Computer graphics programmer
No affiliation
Melbourne, Australia

I remember being introduced to polyhedra in primary school. What was my fascination with them? Something about beauty arising from geometric order? I made more advanced models in secondary school, then left it behind for a long time. Years later I wrote a program to generate uniform polyhedra, then to create their stellations, then to generate and print nets for their construction, and Great Stella was born. Finally I could start making models again! Now I have two display cases overflowing with them and have refined my craft dramatically since those early days. Later I released Stella4D, revealing mind-bending 3D glimpses into the 4D world. Now anyone can explore this realm and print parts required to cut, fold and glue their own models.

24 x 28 x 27 cm

The 120-Cell is a regular 4D polytope with 120 regular dodecahedra as its sides. This model represents 21 of those cells, projected from 4D into 3D using a perspective projection.
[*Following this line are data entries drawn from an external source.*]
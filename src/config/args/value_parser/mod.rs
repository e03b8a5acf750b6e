pub mod human_bytes;
pub mod url;
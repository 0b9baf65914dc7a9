use std::collections::HashMap;

use serde::{Deserialize, Serialize};

/// Symmetric table of timbral descriptors that pull in opposite directions
/// (bright/dark, warm/cold, ...).
#[derive(Debug, Clone, Default, PartialEq, Eq, Serialize, Deserialize)]
pub struct TimbralOpposites {
    opposites: HashMap<String, String>,
}

impl TimbralOpposites {
    pub fn new() -> Self {
        Self::default()
    }

    pub fn from_pairs<I, A, B>(pairs: I) -> Self
    where
        I: IntoIterator<Item = (A, B)>,
        A: AsRef<str>,
        B: AsRef<str>,
    {
        let mut table = Self::new();
        for (a, b) in pairs {
            table.insert(a.as_ref(), b.as_ref());
        }
        table
    }

    pub fn insert(&mut self, a: &str, b: &str) {
        let (a, b) = (normalize(a), normalize(b));
        self.opposites.insert(a.clone(), b.clone());
        self.opposites.insert(b, a);
    }

    pub fn opposite_of(&self, descriptor: &str) -> Option<&str> {
        self.opposites.get(&normalize(descriptor)).map(String::as_str)
    }

    pub fn are_opposites(&self, a: &str, b: &str) -> bool {
        self.opposite_of(a) == Some(normalize(b).as_str())
    }

    pub fn len(&self) -> usize {
        self.opposites.len() / 2
    }

    pub fn is_empty(&self) -> bool {
        self.opposites.is_empty()
    }
}

fn normalize(descriptor: &str) -> String {
    descriptor.trim().to_lowercase()
}

#[cfg(test)]
mod tests {
    use super::*;

    #[test]
    fn opposites_are_symmetric_and_case_insensitive() {
        let table = TimbralOpposites::from_pairs([("bright", "dark"), ("warm", "cold")]);
        assert_eq!(table.len(), 2);
        assert!(table.are_opposites("Bright", "dark"));
        assert!(table.are_opposites("dark", "BRIGHT"));
        assert!(!table.are_opposites("bright", "warm"));
        assert_eq!(table.opposite_of("cold"), Some("warm"));
        assert_eq!(table.opposite_of("airy"), None);
    }
}
use std::cell::RefCell;
use std::collections::HashMap;

use cadence_protocol::{Collaborator, CompileWarning, EntityRef, EntityResolver};

/// Memoised entity keys; each unresolved reference warns once.
pub(crate) struct TargetKeys<'r> {
    resolver: &'r dyn EntityResolver,
    cache: RefCell<HashMap<String, String>>,
    warnings: RefCell<Vec<CompileWarning>>,
}

impl<'r> TargetKeys<'r> {
    pub(crate) fn new(resolver: &'r dyn EntityResolver) -> Self {
        Self {
            resolver,
            cache: RefCell::new(HashMap::new()),
            warnings: RefCell::new(Vec::new()),
        }
    }

    pub(crate) fn key(&self, reference: &EntityRef) -> String {
        if let Some(id) = &reference.id {
            return id.clone();
        }
        if let Some(key) = self.cache.borrow().get(&reference.text) {
            return key.clone();
        }
        let key = match self.resolver.resolve(reference) {
            Some(id) => id,
            None => {
                log::warn!(
                    "Entity resolver has no match for '{}'; comparing by name",
                    reference.text
                );
                self.warnings.borrow_mut().push(CompileWarning::LookupMiss {
                    collaborator: Collaborator::Resolver,
                    reference: reference.text.clone(),
                    fallback: "compared by reference text".to_string(),
                });
                reference.text.trim().to_lowercase()
            }
        };
        self.cache
            .borrow_mut()
            .insert(reference.text.clone(), key.clone());
        key
    }

    pub(crate) fn into_warnings(self) -> Vec<CompileWarning> {
        self.warnings.into_inner()
    }
}
use std::fs;
use std::path::Path;

use assert_cmd::Command;
use cadence_planner::{CompileRequest, ReplacementTarget};
use cadence_protocol::{
    AxisDirection, Change, ChangeKind, Constraint, DiscourseLink, EditDiff, EntityRef, Goal,
    PlanState, PreserveMode, RelationType, Segment, SegmentContent, Severity,
};
use predicates::str::contains;
use serde_json::Value;
use tempfile::tempdir;

fn request() -> CompileRequest {
    CompileRequest::new(
        vec![
            Segment::new(
                "s1",
                SegmentContent::Goal(Goal::axis(
                    "g-1",
                    "brightness",
                    AxisDirection::Increase,
                    Some(EntityRef::named("layer")),
                )),
            ),
            Segment::new(
                "s2",
                SegmentContent::Constraint(melody_constraint()),
            ),
        ],
        vec![DiscourseLink::new(RelationType::Contrast, "s1", "s2").with_cue("but")],
    )
}

fn melody_constraint() -> Constraint {
    Constraint::preserve(
        "c-melody",
        EntityRef::named("melody"),
        PreserveMode::Functional,
        Severity::Hard,
    )
}

fn write_json(dir: &Path, name: &str, value: &impl serde::Serialize) -> String {
    let path = dir.join(name);
    fs::write(&path, serde_json::to_vec(value).expect("serialize")).expect("write");
    path.to_string_lossy().into_owned()
}

fn parse(stdout: &[u8]) -> Value {
    serde_json::from_slice(stdout).expect("stdout is JSON")
}

#[test]
fn compile_file_prints_plan() {
    let dir = tempdir().expect("tempdir");
    let input = write_json(dir.path(), "request.json", &request());

    let output = Command::cargo_bin("cadence")
        .expect("binary")
        .args(["--quiet", "compile", &input])
        .output()
        .expect("run");

    assert!(output.status.success());
    let body = parse(&output.stdout);
    assert_eq!(body["status"], "ok");
    assert_eq!(body["data"]["plan"]["order"]["kind"], "sequential");
    assert_eq!(body["data"]["root"], "s1");
    assert_eq!(body["data"]["plan"]["steps"].as_array().map(Vec::len), Some(2));
}

#[test]
fn compile_reads_stdin() {
    let payload = serde_json::to_string(&request()).expect("serialize");

    Command::cargo_bin("cadence")
        .expect("binary")
        .args(["--quiet", "compile", "-"])
        .write_stdin(payload)
        .assert()
        .success()
        .stdout(contains(r#""status":"ok""#));
}

#[test]
fn invalid_request_is_an_error_envelope() {
    let output = Command::cargo_bin("cadence")
        .expect("binary")
        .args(["--quiet", "compile", "-"])
        .write_stdin("{ not json")
        .output()
        .expect("run");

    assert!(!output.status.success());
    let body = parse(&output.stdout);
    assert_eq!(body["status"], "error");
    let message = body["message"].as_str().unwrap_or_default();
    assert!(message.contains("Invalid compile request JSON"), "{message}");
}

#[test]
fn check_reports_violated_constraint() {
    let dir = tempdir().expect("tempdir");
    let constraints = write_json(dir.path(), "constraints.json", &vec![melody_constraint()]);
    let diff = write_json(
        dir.path(),
        "diff.json",
        &EditDiff::new(vec![
            Change::modified("layer", "brightness", 0.4, 0.7),
            Change::structural("melody", ChangeKind::Removed),
        ]),
    );

    let output = Command::cargo_bin("cadence")
        .expect("binary")
        .args(["--quiet", "check", "--constraints", &constraints, "--diff", &diff])
        .output()
        .expect("run");

    assert!(output.status.success());
    let body = parse(&output.stdout);
    assert_eq!(body["status"], "ok");
    assert_eq!(body["data"]["report"]["overall_satisfied"], false);
    assert_eq!(
        body["data"]["report"]["results"][0]["constraint_id"],
        "c-melody"
    );
}

#[test]
fn committed_rollback_is_blocked() {
    let dir = tempdir().expect("tempdir");
    let target = ReplacementTarget::new("plan-3", PlanState::Committed)
        .with_dependents(vec!["plan-4".to_string()]);
    let input = write_json(dir.path(), "target.json", &target);

    let output = Command::cargo_bin("cadence")
        .expect("binary")
        .args(["--quiet", "rollback", &input])
        .output()
        .expect("run");

    assert!(!output.status.success());
    let body = parse(&output.stdout);
    assert_eq!(body["status"], "error");
    assert!(body["message"]
        .as_str()
        .unwrap_or_default()
        .contains("plan-3 is committed"));
    assert_eq!(body["data"]["requirement"]["rollback_possible"], false);
    assert_eq!(body["data"]["requirement"]["cascade"][0], "plan-4");
}

#[test]
fn applied_rollback_with_undo_is_exact() {
    let dir = tempdir().expect("tempdir");
    let target = ReplacementTarget::new("plan-7", PlanState::Applied).with_undo("undo-7");
    let input = write_json(dir.path(), "target.json", &target);

    let output = Command::cargo_bin("cadence")
        .expect("binary")
        .args(["--quiet", "rollback", &input])
        .output()
        .expect("run");

    assert!(output.status.success());
    let body = parse(&output.stdout);
    assert_eq!(body["data"]["requirement"]["exact"], true);
    assert_eq!(body["data"]["requirement"]["needs_rollback"], true);
}

#[test]
fn relations_lists_builtin_table() {
    let output = Command::cargo_bin("cadence")
        .expect("binary")
        .args(["--quiet", "relations"])
        .output()
        .expect("run");

    assert!(output.status.success());
    let body = parse(&output.stdout);
    assert_eq!(body["data"].as_array().map(Vec::len), Some(16));
}

#[test]
fn unsupported_config_version_is_rejected() {
    let dir = tempdir().expect("tempdir");
    let config = dir.path().join("discourse.json");
    fs::write(&config, r#"{ "schema_version": 2 }"#).expect("write");

    let output = Command::cargo_bin("cadence")
        .expect("binary")
        .args(["--quiet", "--config"])
        .arg(&config)
        .arg("relations")
        .output()
        .expect("run");

    assert!(!output.status.success());
    let body = parse(&output.stdout);
    assert_eq!(body["status"], "error");
    assert!(body["message"]
        .as_str()
        .unwrap_or_default()
        .contains("schema_version 2 is not supported"));
}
The dodecahedral cells are distorted by the projection, just like sides of a cube drawn in 2D. The model shows two rings of 10 dodecahedra (one green, one blue), showing how these rings entwine without touching. The final cell (in red) serves to hold the two rings in place and to act as a base. A stack of 10 dodecahedra could never bend into a ring in 3D, but in 4D it can, just as a stack of 4 squares can't form a ring in 2D, but can in 3D. However rings of faces of a 3D convex polyhedron could never interlock as rings of cells can in 4D!

Game of Thorns
26 x 26 x 30 cm
Metallic paper

Is it a medieval weapon? An alien artefact? No, just a glimpse of a 4D regular polytope passing through our 3D world. This is a 3D cross-section of the great icosahedral 120-cell, a.k.a."gofix", having 120 great icosahedra as its sides. As such, each facial plane of the model also represents a 2D cross-section of the great icosahedron. The model consists of 13 small stellated dodecahedra. A regular one at the centre, representing the first vertex sliced as the sectioning hyperplane is pushed into the polytope, and 12 distorted ones, representing the next 12 victims, distorted because the hyperplane cuts these vertices at an angle. The metallic paper and sharp angles help to make this an imposing model indeed. Behold and expand your mind!